But that image started to change. She slowly became more androgynous in her depictions. The craftsman creating reliefs began to widen her shoulders and, quote, “extended the stance of her legs, even in figures wearing a queen’s long dress, to give her the active pose of a king striding forth.”34 She still retained feminine facial features and breasts in depictions, but not for much longer. Eventually, she entirely adopted the costume of the king, displaying herself without a shirt wearing a short masculine kilt and a kingly headscarf.35 She relied on the mythology of Amen for this more flexible approach to gender; in some texts, he was described as both father and mother, with a female manifestation of himself called Amenet. Hatshepsut adopted that androgyny for herself in art, but most Egyptologists doubt she actually dressed this way in real life.36

She also began to take on the phrase King’s Eldest Daughter, sort of implying that she should have been the rightful heir to her father’s throne all along.37 Next, another block from Karnak Temple shows her wearing a queen’s gown but also wearing the king’s crown, which is incredibly recognizable today and would have been then. The same relief also uses her throne name, Maatkare—but a throne name was something only male kings had ever had before. Strangely, her throne name shows up on other undated works of art, but occasionally out of the correct order; perhaps it’s a sign that she was touching up her monuments to include her throne name after they were technically finished.38 The block at Karnak Temple had been commissioned around year 5 of Thutmose III’s reign and it would have been finished two years later, just in time for her most audacious move yet.

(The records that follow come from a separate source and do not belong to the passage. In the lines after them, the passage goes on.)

//! Runtime orchestrator and public API
//!
//! This module provides the main `Runtime` struct that wires the store, the
//! tool registry and the supervisor together and exposes the public
//! interface for embedding the runtime.

use serde::{Deserialize, Serialize};
use serde_json::{Value, json};
use std::path::Path;
use std::sync::Arc;
use tracing::info;

// Submodules
pub mod action;
pub mod activation;
pub mod actor;
pub mod behavior;
pub mod error;
pub mod expr;
pub mod ids;
pub mod inbox;
pub mod message;
pub mod schema;
pub mod storage;
pub mod store;
pub mod supervisor;
pub mod telemetry;
pub mod tools;

use actor::{ActorConfig, ActorSpec};
use error::{ConfigError, Result, StoreError};
use ids::{ActorId, MessageId, ObjectId};
use message::Message;
use store::{MemoryStore, Store, StoreOp};
use supervisor::{NoRerender, RerenderHook, Supervisor};
use tools::ToolRegistry;

/// Configuration for the runtime
#[derive(Debug, Clone, PartialEq, Serialize, Deserialize)]
#[serde(default)]
pub struct RuntimeConfig {
    /// How long an ask may stay unanswered before it times out
    pub ask_timeout_ms: u64,

    /// States in which rerender requests are suppressed
    pub suppressed_states: Vec<String>,

    /// Reserved event type for raw store mutations
    pub mutation_event: String,

    /// Number of transitions kept per state machine
    pub history_limit: usize,

    /// Install a `debug`-level tracing subscriber when the runtime is built
    pub debug: bool,
}

impl Default for RuntimeConfig {
    fn default() -> Self {
        Self {
            ask_timeout_ms: 30_000,
            suppressed_states: vec!["dragging".to_string()],
            mutation_event: "MUTATE".to_string(),
            history_limit: 100,
            debug: false,
        }
    }
}

/// The main runtime orchestrator
///
/// Owns the in-process store and the supervisor. Every public call that
/// delivers a message runs the supervisor's pump until no work is left.
pub struct Runtime {
    config: RuntimeConfig,
    store: Arc<MemoryStore>,
    tools: Arc<ToolRegistry>,
    supervisor: Arc<Supervisor>,
}

impl Runtime {
    /// Create a runtime with an empty store and tool registry
    pub fn new(config: RuntimeConfig) -> Self {
        Self::with_parts(
            config,
            Arc::new(MemoryStore::new()),
            Arc::new(ToolRegistry::new()),
            Arc::new(NoRerender),
        )
    }

    /// Create a runtime from existing parts
    pub fn with_parts(
        config: RuntimeConfig,
        store: Arc<MemoryStore>,
        tools: Arc<ToolRegistry>,
        rerender: Arc<dyn RerenderHook>,
    ) -> Self {
        if config.debug && telemetry::init_tracing(true) {
            info!("Debug tracing enabled");
        }
        let supervisor = Supervisor::builder(config.clone(), store.clone())
            .tools(tools.clone())
            .rerender_hook(rerender)
            .build();
        Self {
            config,
            store,
            tools,
            supervisor,
        }
    }

    /// Load configuration and a saved store image
    pub fn load(config_path: &Path, store_path: &Path) -> anyhow::Result<Self> {
        let config = storage::load_config(config_path)?;
        Self::restore(config, store_path)
    }

    /// Create a runtime over a saved store image
    ///
    /// No actor is running afterwards; actors are respawned on their next
    /// delivery, or explicitly with [`Runtime::spawn`].
    pub fn restore(config: RuntimeConfig, store_path: &Path) -> anyhow::Result<Self> {
        let store = storage::load_store(store_path)?;
        info!(objects = store.len(), "Store restored");
        Ok(Self::with_parts(
            config,
            Arc::new(store),
            Arc::new(ToolRegistry::new()),
            Arc::new(NoRerender),
        ))
    }

    /// Persist the store image
    pub fn save(&self, store_path: &Path) -> anyhow::Result<()> {
        storage::save_store(store_path, &self.store)
    }

    /// Get the current configuration
    pub fn config(&self) -> &RuntimeConfig {
        &self.config
    }

    /// Get the store
    pub fn store(&self) -> &Arc<MemoryStore> {
        &self.store
    }

    /// Get the tool registry
    pub fn tools(&self) -> &Arc<ToolRegistry> {
        &self.tools
    }

    /// Get the supervisor
    pub fn supervisor(&self) -> &Arc<Supervisor> {
        &self.supervisor
    }

    /// Register a runtime-wide payload schema for an event type
    pub fn register_schema(&self, event_type: &str, schema: Value) {
        self.supervisor.inbox().register_schema(event_type, schema);
    }

    fn create_object(&self, value: Value) -> Result<ObjectId> {
        let created = self.store.execute(StoreOp::Create {
            value,
            idempotency_key: None,
        })?;
        created
            .get("id")
            .and_then(ObjectId::from_value)
            .ok_or_else(|| StoreError::InvalidOperation("create returned no id".to_string()).into())
    }

    /// Persist a new actor (inbox, context and configuration record)
    ///
    /// The behavior definition is validated first, so a malformed definition
    /// fails here rather than when the first message arrives.
    pub fn create_actor(&self, spec: ActorSpec) -> Result<ActorId> {
        behavior::load(&spec.behavior, &self.config)?;
        if !spec.context.is_object() {
            return Err(ConfigError::InvalidBehavior(format!(
                "initial context must be an object, found {}",
                spec.context
            ))
            .into());
        }

        let inbox = self.create_object(json!({ "entries": [] }))?;
        let context = self.create_object(spec.context)?;
        let config = ActorConfig {
            interface: spec.interface,
            inbox,
            context,
            behavior: spec.behavior,
            function: spec.function,
            children: spec.children,
            schemas: spec.schemas,
        };
        let record = serde_json::to_value(&config)
            .map_err(|err| StoreError::InvalidOperation(err.to_string()))?;
        let actor = self.create_object(record)?;
        self.store.execute(StoreOp::Update {
            id: inbox,
            patch: json!({ "owner": actor }),
        })?;
        info!(%actor, %inbox, %context, "Actor created");
        Ok(actor)
    }

    /// Start an actor and handle anything already in its inbox
    pub fn spawn(&self, actor: ActorId) -> Result<()> {
        self.supervisor.spawn(actor)?;
        self.supervisor.pump();
        Ok(())
    }

    /// Stop a running actor
    pub fn stop(&self, actor: ActorId) -> bool {
        self.supervisor.stop(actor)
    }

    /// Deliver a message, then run until no work is left
    pub fn send(&self, target: ActorId, message: Message) -> Result<MessageId> {
        self.supervisor.deliver(target, message)
    }

    /// Deliver a message to a raw target identifier
    pub fn send_to(&self, target: &str, message: Message) -> Result<MessageId> {
        let target = inbox::InboxEngine::resolve_target(target)?;
        self.send(target, message)
    }

    /// Deliver a message with no source actor
    pub fn tell(&self, target: ActorId, event_type: &str, payload: Value) -> Result<MessageId> {
        self.send(target, Message::new(event_type, payload))
    }

    /// Read an actor's persisted context
    pub fn context(&self, actor: ActorId) -> Result<Value> {
        let record = self.supervisor.inbox().read_config(actor)?;
        let config = ActorConfig::from_value(actor, record)?;
        self.store
            .read(&config.context)?
            .ok_or_else(|| StoreError::NotFound(config.context).into())
    }

    /// Current state of a running state-machine actor
    pub fn current_state(&self, actor: ActorId) -> Option<String> {
        self.supervisor.current_state(actor)
    }

    /// Time out overdue asks, see [`Supervisor::expire_requests`]
    pub fn expire_requests(&self, now: chrono::DateTime<chrono::Utc>) -> usize {
        self.supervisor.expire_requests(now)
    }

    /// Run the supervisor until no work is left
    pub fn pump(&self) -> usize {
        self.supervisor.pump()
    }
}

// Re-export commonly used types
pub use activation::ActionHost;
pub use behavior::Behavior;
pub use error::{ActionError, ErrorKind, RuntimeError};
pub use supervisor::PendingRequest;

#[cfg(test)]
mod tests {
    use super::*;

    #[test]
    fn test_config_defaults_and_partial_json() {
        let config: RuntimeConfig = serde_json::from_value(json!({"ask_timeout_ms": 5})).unwrap();
        assert_eq!(config.ask_timeout_ms, 5);
        assert_eq!(config.mutation_event, "MUTATE");
        assert_eq!(config.suppressed_states, vec!["dragging".to_string()]);
    }

    #[test]
    fn test_debug_config_installs_subscriber() {
        let runtime = Runtime::new(RuntimeConfig {
            debug: true,
            ..RuntimeConfig::default()
        });
        assert!(runtime.config().debug);
        assert!(!telemetry::init_tracing(false));
    }

    #[test]
    fn test_create_actor_persists_records() {
        let runtime = Runtime::new(RuntimeConfig::default());
        let actor = runtime
            .create_actor(
                ActorSpec::new(["INC"], json!({"kind": "process", "handlers": {}}))
                    .with_context(json!({"count": 0})),
            )
            .unwrap();
        let record = runtime.store().read(&actor).unwrap().unwrap();
        let config = ActorConfig::from_value(actor, record).unwrap();
        let inbox = runtime.store().read(&config.inbox).unwrap().unwrap();
        assert_eq!(inbox["entries"], json!([]));
        assert_eq!(inbox["owner"], json!(actor));
        assert_eq!(runtime.context(actor).unwrap(), json!({"count": 0}));
        assert!(!runtime.supervisor().is_running(actor));
    }

    #[test]
    fn test_create_actor_rejects_bad_behavior() {
        let runtime = Runtime::new(RuntimeConfig::default());
        let err = runtime
            .create_actor(ActorSpec::new(
                ["INC"],
                json!({"kind": "process", "handlers": {"INC": [{"bogus": 1}]}}),
            ))
            .unwrap_err();
        assert!(matches!(err, RuntimeError::Config(ConfigError::ActionShape(_))));
        assert!(runtime.store().is_empty());
    }
}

In year seven of Thutmose III’s reign, Hatshepsut was crowned as king. She had edged her way there slowly, claiming royal responsibilities as they came up, until suddenly she declared herself co-regent, equal to Thutmose III.

Her coronation was, quote, “an expensive and overwrought affair memorializing the power that she had already amassed.”39 Another Egyptologist, Peter F. Dorman, described it as, quote, “the day on which her de jure iconography caught up with her de facto authority.”40 She probably went through a ritual other kings had gone through: She spent days and nights at the temple, consuming intoxicating substances, depriving herself of sleep or food, and chanting an praying in order to access the god Amen’s thoughts.41 Then she would have appeared before her people seemingly transformed, where she would be crowned and handed the crook and scepter that were the instruments of Egyptian kingship.

Hatshepsut recorded the awed reactions of witnesses. Quote, “Then these officials, their hearts began to forget; their faces astounded indeed at events. Their limbs united with fatigue. They saw the enduring king and what the Lord-of-All himself had done. They placed themselves on their bellies. After this, their hearts recovered. Then the majesty of the Lord-of-All fixed the titualary of her majesty as beneficent king in the midst of Egypt.”42

At this moment, she became King Hatshepsut. Unlike in European royalty, where we have Queen Consorts and Queen Regnants, which delineate whether the woman was the wife of the ruler or actually held ruling power, the ancient Egyptians didn’t have a word for queen, hence the title King’s Great Wife. Hatshepsut wasn’t Queen, she was just King of Egypt.

Hatshepsut received her other three throne names at this time. She had already begun using Maatkare, which seems to mean “the Soul of Re Is Ma’at.”43 If so, she was deliberately incorporating the feminine entity Ma’at, implying that the sun god’s power came from the goddess. Her other throne names do the same thing. Wadjyt-renput, meaning Prosperious of Years, not only implies that everyone will be rich during her reign, but it also incorporated the name of the cobra goddess Wadjyt. Similarly, her Golden Horus name, Netjeret-khau, meaning Divine of Appearances, combines female divinity netjeret with the masculine regeneration present with khau.44 Basically, her names wisely combined masculine and female elements, as if she herself embodied both the masculine and the feminine. It was a powerful theological argument for her reign.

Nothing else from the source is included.